United States District Court, D. Kansas
Sep 20, 2007
CIVIL ACTION No. 07-1065-MLB (D. Kan. Sep. 20, 2007)

Opinion

CIVIL ACTION No. 07-1065-MLB.

September 20, 2007


MEMORANDUM AND ORDER


This matter comes before the court on defendant The City of Park City, Kansas' ("the City's") motion for summary judgment. (Doc. 13.) The motion has been fully briefed and is ripe for decision. (Docs. 14, 20, 24.) The motion is GRANTED in part and DENIED in part for the reasons stated herein.

I. FACTS

Plaintiffs, Susan and Harv Herndon, filed suit on February 1, 2007, in Sedgwick County district court, alleging violations of their rights by the City. Plaintiffs' petition states that on October 7, 2004, a search warrant issued by the Sedgwick County district court was executed at plaintiffs' home pursuant to a criminal investigation of Susan Herndon. Plaintiffs allege the search warrant "was defective on its face and was improperly and illegally executed." Plaintiffs also allege the search warrant was "insufficiently particularized and overbroad;" that items "not included or identified in the warrant were seized;" and that the City failed to return all the Herndon's personal property. Regarding Harv Herndon, plaintiffs' petition states that, although he requested return of his computer, the City did not do so, and this caused him "tremendous business problems, anxiety and loss." On May 2, 2006, after Susan Herndon entered a plea of guilty, the City entered an order to return the property seized through the search warrant.
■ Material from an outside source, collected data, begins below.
//! Backup, host and pool reference counts over a [`Store`].
//!
//! Every ledger read-modify-replace happens under the lock of its scope.
//! When an operation needs both, `host:<name>` is taken before `pool`.
//! Crashes between steps may over-count (leaking chunks until `verify`
//! repairs the ledgers) but never under-count.

use crate::codec::RecordReader;
use crate::fsutil::{modified_time, set_modified_time};
use crate::ledger::{
    Divergence, Ledger, RefCount, add_backup_refcnt_to, release_backup_refcnt_from,
    remove_backup_refcnt_to,
};
use crate::lock::{LockService, POOL_RESOURCE, host_resource, with_lock};
use crate::pool::ChunkPool;
use crate::progress::{Progress, ProgressSink, TaskNode, TaskState, report_task};
use crate::store::{BackupInfo, BackupState, Store};
use crate::types::{Digest, JournalEntry, Operation};
use crate::{Error, Result};
use chrono::{DateTime, Utc};
use serde::Serialize;
use std::collections::HashSet;
use std::future::Future;
use std::path::Path;
use std::sync::Arc;
use std::time::{Duration, SystemTime};
use tracing::{debug, error, info, warn};

#[derive(Debug, Clone, Copy, Default, PartialEq, Eq, Serialize)]
pub struct Removal {
    /// False when the backup was never counted or a previous removal was
    /// interrupted after it may already have decremented.
    pub decremented: bool,
    pub host_zeroed: usize,
    pub pool_zeroed: usize,
}

#[derive(Debug, Clone, Copy)]
pub struct SweepOptions {
    /// Chunks touched less than `grace` before the mark are kept.
    pub grace: Duration,
    pub batch_size: usize,
}

impl Default for SweepOptions {
    fn default() -> Self {
        Self {
            grace: Duration::from_secs(24 * 60 * 60),
            batch_size: 1024,
        }
    }
}

#[derive(Debug, Clone, Default, PartialEq, Eq, Serialize)]
pub struct SweepReport {
    pub candidates: usize,
    pub deleted: usize,
    pub already_gone: usize,
    pub skipped_live: usize,
    pub skipped_recent: usize,
    pub freed_bytes: u64,
    pub batches: usize,
}

impl SweepReport {
    fn absorb(&mut self, batch: SweepReport) {
        self.deleted += batch.deleted;
        self.already_gone += batch.already_gone;
        self.skipped_live += batch.skipped_live;
        self.skipped_recent += batch.skipped_recent;
        self.freed_bytes += batch.freed_bytes;
        self.batches += 1;
    }
}

#[derive(Debug, Clone, Copy, Default)]
pub struct VerifyOptions {
    pub fix: bool,
    /// Also confirm every referenced chunk exists and list orphans.
    pub check_pool: bool,
}

#[derive(Debug, Clone, PartialEq, Eq, Serialize)]
pub enum LedgerScope {
    Backup { host: String, number: u32 },
    Host(String),
    Pool,
}
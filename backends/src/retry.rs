use larder_core::Error;
use rand::Rng;
use std::future::Future;
use std::io::ErrorKind;
use std::time::Duration;
use tokio::time::sleep;
use tracing::{debug, warn};

/// Exponential backoff policy. The core never retries on its own; callers
/// wrap contended or transient operations in [`retry_with_backoff`].
#[derive(Debug, Clone)]
pub struct RetryConfig {
    pub max_attempts: u32,
    pub initial_backoff: Duration,
    pub max_backoff: Duration,
    pub backoff_multiplier: f64,
    /// Adds up to 25% random delay so contending hosts drift apart.
    pub jitter: bool,
}

impl Default for RetryConfig {
    fn default() -> Self {
        Self {
            max_attempts: 5,
            initial_backoff: Duration::from_millis(100),
            max_backoff: Duration::from_secs(30),
            backoff_multiplier: 2.0,
            jitter: true,
        }
    }
}

impl RetryConfig {
    /// Short policy for single object writes.
    pub fn quick() -> Self {
        Self {
            max_attempts: 3,
            initial_backoff: Duration::from_millis(50),
            max_backoff: Duration::from_secs(5),
            ..Default::default()
        }
    }

    /// A single attempt.
    pub fn none() -> Self {
        Self {
            max_attempts: 1,
            ..Default::default()
        }
    }

    fn backoff_duration(&self, attempt: u32) -> Duration {
        let scaled = self.initial_backoff.as_millis() as f64
            * self.backoff_multiplier.powi(attempt as i32);
        let millis = scaled.min(self.max_backoff.as_millis() as f64) as u64;

        let jitter = if self.jitter && millis >= 4 {
            rand::thread_rng().gen_range(0..=millis / 4)
        } else {
            0
        };
        Duration::from_millis(millis + jitter)
    }
}

pub trait Retryable {
    fn is_retryable(&self) -> bool;
}

impl Retryable for Error {
    fn is_retryable(&self) -> bool {
        match self {
            Error::LockTimeout { .. } => true,
            Error::Io(e) => matches!(
                e.kind(),
                ErrorKind::Interrupted
                    | ErrorKind::WouldBlock
                    | ErrorKind::TimedOut
                    | ErrorKind::ResourceBusy
                    | ErrorKind::ConnectionReset
                    | ErrorKind::ConnectionAborted
            ),
            Error::Backend(msg) => {
                let msg = msg.to_ascii_lowercase();
                ["timed out", "timeout", "temporarily unavailable", "try again", "busy"]
                    .iter()
                    .any(|needle| msg.contains(needle))
            }
            _ => false,
        }
    }
}

/// Runs `operation` until it succeeds, fails with a non-retryable error,
/// or `config.max_attempts` is used up.
pub async fn retry_with_backoff<F, Fut, T, E>(
    config: &RetryConfig,
    operation_name: &str,
    mut operation: F,
) -> Result<T, E>
where
    F: FnMut() -> Fut,
    Fut: Future<Output = Result<T, E>>,
    E: Retryable + std::fmt::Display,
{
    let attempts = config.max_attempts.max(1);
    let mut attempt = 0;
    loop {
        let error = match operation().await {
            Ok(value) => {
                if attempt > 0 {
                    debug!(operation = operation_name, attempt = attempt + 1, "Succeeded after retry");
                }
                return Ok(value);
            }
            Err(error) => error,
        };

        attempt += 1;
        if !error.is_retryable() {
            debug!(operation = operation_name, error = %error, "Not retryable");
            return Err(error);
        }
        if attempt >= attempts {
            warn!(
                operation = operation_name,
                attempts,
                error = %error,
                "Giving up after retries"
            );
            return Err(error);
        }

        let backoff = config.backoff_duration(attempt - 1);
        warn!(
            operation = operation_name,
            attempt,
            max_attempts = attempts,
            backoff_ms = backoff.as_millis() as u64,
            error = %error,
            "Retrying after backoff"
        );
        sleep(backoff).await;
    }
}
pub mod backend;
pub mod local;
pub mod lock_file;
pub mod lock_quorum;
pub mod pool;
pub mod retry;

pub use backend::{Backend, ObjectInfo};
pub use local::LocalBackend;
pub use lock_file::FileLockService;
pub use lock_quorum::QuorumLockService;
pub use pool::ContentPool;
pub use retry::{RetryConfig, Retryable, retry_with_backoff};
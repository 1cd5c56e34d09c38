//! Length-prefixed record streams.
//!
//! Every record is an unsigned LEB128 length followed by the bincode body.
//! Journals, manifests and ledgers all share this framing, so a file can be
//! appended to and still decode as one continuous stream.

use crate::fsutil;
use crate::{Error, Result};
use serde::Serialize;
use serde::de::DeserializeOwned;
use std::marker::PhantomData;
use std::path::Path;
use tokio::fs::{File, OpenOptions};
use tokio::io::{AsyncRead, AsyncReadExt, AsyncWrite, AsyncWriteExt, BufWriter};

/// Largest body accepted by the decoder. Anything bigger is corruption.
pub const MAX_RECORD_SIZE: u64 = 64 * 1024 * 1024;
const MAX_VARINT_LEN: usize = 10;
const READ_BUFFER_SIZE: usize = 64 * 1024;

pub fn encode_varint(mut value: u64, out: &mut Vec<u8>) {
    while value >= 0x80 {
        out.push((value as u8) | 0x80);
        value >>= 7;
    }
    out.push(value as u8);
}

#[derive(Debug, PartialEq, Eq)]
enum Varint {
    Complete { value: u64, len: usize },
    Incomplete,
    Overflow,
}

fn decode_varint(buf: &[u8]) -> Varint {
    let mut value = 0u64;
    for (i, byte) in buf.iter().take(MAX_VARINT_LEN).enumerate() {
        let bits = (byte & 0x7f) as u64;
        if i == MAX_VARINT_LEN - 1 && bits > 1 {
            return Varint::Overflow;
        }
        value |= bits << (7 * i);
        if byte & 0x80 == 0 {
            return Varint::Complete { value, len: i + 1 };
        }
    }
    if buf.len() >= MAX_VARINT_LEN {
        Varint::Overflow
    } else {
        Varint::Incomplete
    }
}

pub fn encode_record<T: Serialize + ?Sized>(record: &T, out: &mut Vec<u8>) -> Result<()> {
    let body = bincode::serialize(record)?;
    encode_varint(body.len() as u64, out);
    out.extend_from_slice(&body);
    Ok(())
}

/// Push-style decoder. Bytes of an unfinished record stay buffered until the
/// rest arrives; only complete records are ever returned.
#[derive(Debug)]
pub struct RecordDecoder<T> {
    buffer: Vec<u8>,
    position: usize,
    offset: u64,
    _marker: PhantomData<fn() -> T>,
}

impl<T: DeserializeOwned> RecordDecoder<T> {
    pub fn new() -> Self {
        Self::starting_at(0)
    }

    /// Decoder whose reported offsets start at `offset`, for resuming a
    /// stream part way through.
    pub fn starting_at(offset: u64) -> Self {
        Self {
            buffer: Vec::new(),
            position: 0,
            offset,
            _marker: PhantomData,
        }
    }

    pub fn push(&mut self, bytes: &[u8]) {
        if self.position > 0 {
            self.buffer.drain(..self.position);
            self.offset += self.position as u64;
            self.position = 0;
        }
        self.buffer.extend_from_slice(bytes);
    }

    /// Next complete record and its byte offset in the stream, or `None` when
    /// more bytes are needed.
    pub fn decode_next(&mut self) -> Result<Option<(u64, T)>> {
        let pending = &self.buffer[self.position..];
        let record_offset = self.offset + self.position as u64;

        let (length, header_len) = match decode_varint(pending) {
            Varint::Complete { value, len } => (value, len),
            Varint::Incomplete => return Ok(None),
            Varint::Overflow => {
                return Err(Error::Decode {
                    offset: record_offset,
                    reason: "length header overflows u64".to_string(),
                });
            }
        };
        if length > MAX_RECORD_SIZE {
            return Err(Error::Decode {
                offset: record_offset,
                reason: format!("record length {} exceeds {}", length, MAX_RECORD_SIZE),
            });
        }

        let end = header_len + length as usize;
        if pending.len() < end {
            return Ok(None);
        }

        let record = bincode::deserialize(&pending[header_len..end]).map_err(|e| Error::Decode {
            offset: record_offset,
            reason: e.to_string(),
        })?;
        self.position += end;
        Ok(Some((record_offset, record)))
    }

    /// Buffers `bytes` and iterates the records that became complete.
    pub fn feed<'a>(&'a mut self, bytes: &[u8]) -> Records<'a, T> {
        self.push(bytes);
        Records {
            decoder: self,
            failed: false,
        }
    }

    pub fn pending_bytes(&self) -> usize {
        self.buffer.len() - self.position
    }

    /// Call once no further bytes will arrive.
    pub fn finish(&self) -> Result<()> {
        match self.pending_bytes() {
            0 => Ok(()),
            remaining => Err(Error::Truncated {
                offset: self.offset + self.position as u64,
                remaining,
            }),
        }
    }
}

impl<T: DeserializeOwned> Default for RecordDecoder<T> {
    fn default() -> Self {
        Self::new()
    }
}

pub struct Records<'a, T> {
    decoder: &'a mut RecordDecoder<T>,
    failed: bool,
}

impl<T: DeserializeOwned> Iterator for Records<'_, T> {
    type Item = Result<(u64, T)>;

    fn next(&mut self) -> Option<Self::Item> {
        if self.failed {
            return None;
        }
        match self.decoder.decode_next() {
            Ok(Some(record)) => Some(Ok(record)),
            Ok(None) => None,
            Err(e) => {
                self.failed = true;
                Some(Err(e))
            }
        }
    }
}

/// Streams records out of any async reader.
pub struct RecordReader<R, T> {
    reader: R,
    decoder: RecordDecoder<T>,
    buffer: Vec<u8>,
    eof: bool,
}

impl<R: AsyncRead + Unpin, T: DeserializeOwned> RecordReader<R, T> {
    pub fn new(reader: R) -> Self {
        Self {
            reader,
            decoder: RecordDecoder::new(),
            buffer: vec![0u8; READ_BUFFER_SIZE],
            eof: false,
        }
    }

    pub async fn next(&mut self) -> Result<Option<(u64, T)>> {
        loop {
            if let Some(record) = self.decoder.decode_next()? {
                return Ok(Some(record));
            }
            if self.eof {
                self.decoder.finish()?;
                return Ok(None);
            }
            let n = self.reader.read(&mut self.buffer).await?;
            if n == 0 {
                self.eof = true;
            } else {
                self.decoder.push(&self.buffer[..n]);
            }
        }
    }

    pub async fn read_all(mut self) -> Result<Vec<T>> {
        let mut records = Vec::new();
        while let Some((_, record)) = self.next().await? {
            records.push(record);
        }
        Ok(records)
    }
}

impl<T: DeserializeOwned> RecordReader<File, T> {
    pub async fn open(path: &Path) -> Result<Self> {
        Ok(Self::new(File::open(path).await?))
    }
}

pub struct RecordWriter<W: AsyncWrite + Unpin> {
    writer: BufWriter<W>,
    scratch: Vec<u8>,
}

impl<W: AsyncWrite + Unpin> RecordWriter<W> {
    pub fn new(writer: W) -> Self {
        Self {
            writer: BufWriter::new(writer),
            scratch: Vec::new(),
        }
    }

    pub async fn write<T: Serialize + ?Sized>(&mut self, record: &T) -> Result<()> {
        self.scratch.clear();
        encode_record(record, &mut self.scratch)?;
        self.writer.write_all(&self.scratch).await?;
        Ok(())
    }

    /// Writes records as the iterator yields them; nothing is collected.
    pub async fn write_all<T, I>(&mut self, records: I) -> Result<u64>
    where
        T: Serialize,
        I: IntoIterator<Item = T>,
    {
        let mut written = 0;
        for record in records {
            self.write(&record).await?;
            written += 1;
        }
        Ok(written)
    }

    pub async fn finish(mut self) -> Result<W> {
        self.writer.flush().await?;
        Ok(self.writer.into_inner())
    }
}

impl RecordWriter<File> {
    pub async fn create(path: &Path) -> Result<Self> {
        Ok(Self::new(File::create(path).await?))
    }

    /// Continues an existing stream; the result decodes as one sequence.
    pub async fn append(path: &Path) -> Result<Self> {
        let file = OpenOptions::new()
            .create(true)
            .append(true)
            .open(path)
            .await?;
        Ok(Self::new(file))
    }

    /// Flushes and fsyncs.
    pub async fn sync(self) -> Result<()> {
        let file = self.finish().await?;
        file.sync_all().await?;
        Ok(())
    }
}

/// Replaces `path` with the given records in one atomic step.
pub async fn write_records_atomic<T, I>(path: &Path, records: I) -> Result<u64>
where
    T: Serialize,
    I: IntoIterator<Item = T>,
{
    let (file, temp) = fsutil::temp_file_for(path).await?;
    let mut writer = RecordWriter::new(file);
    let written = writer.write_all(records).await?;
    let file = writer.finish().await?;
    fsutil::commit(file, temp, path).await?;
    Ok(written)
}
Plaintiffs allege that their constitutional rights, namely those under the Fourth, Fifth, and Fourteenth Amendments, were violated by the City's actions, and pursue a claim via 42 U.S.C. § 1983. Plaintiffs also pursue a claim for conversion. Plaintiffs claim their damages based on the:

defective search warrant, the improper and illegal actions of defendant and its employees to remove wrongfully items not identified in the search warrant and items belonging to Mr. Herndon, for malicious and intentional conversion of plaintiffs' personal property, and for defendant's failure to return all items seized to plaintiffs.

(Doc. 1 Exh. A.)

The City removed the case to this court on March 7, 2007 and filed its motion for summary judgment shortly thereafter, on June 15, 2007. The City argues that plaintiffs' claims brought via § 1983 are barred by the applicable statute of limitations and that plaintiffs conversion claim fails because "the conduct complained of was authorized by court orders and Kansas law." (Doc. 14.)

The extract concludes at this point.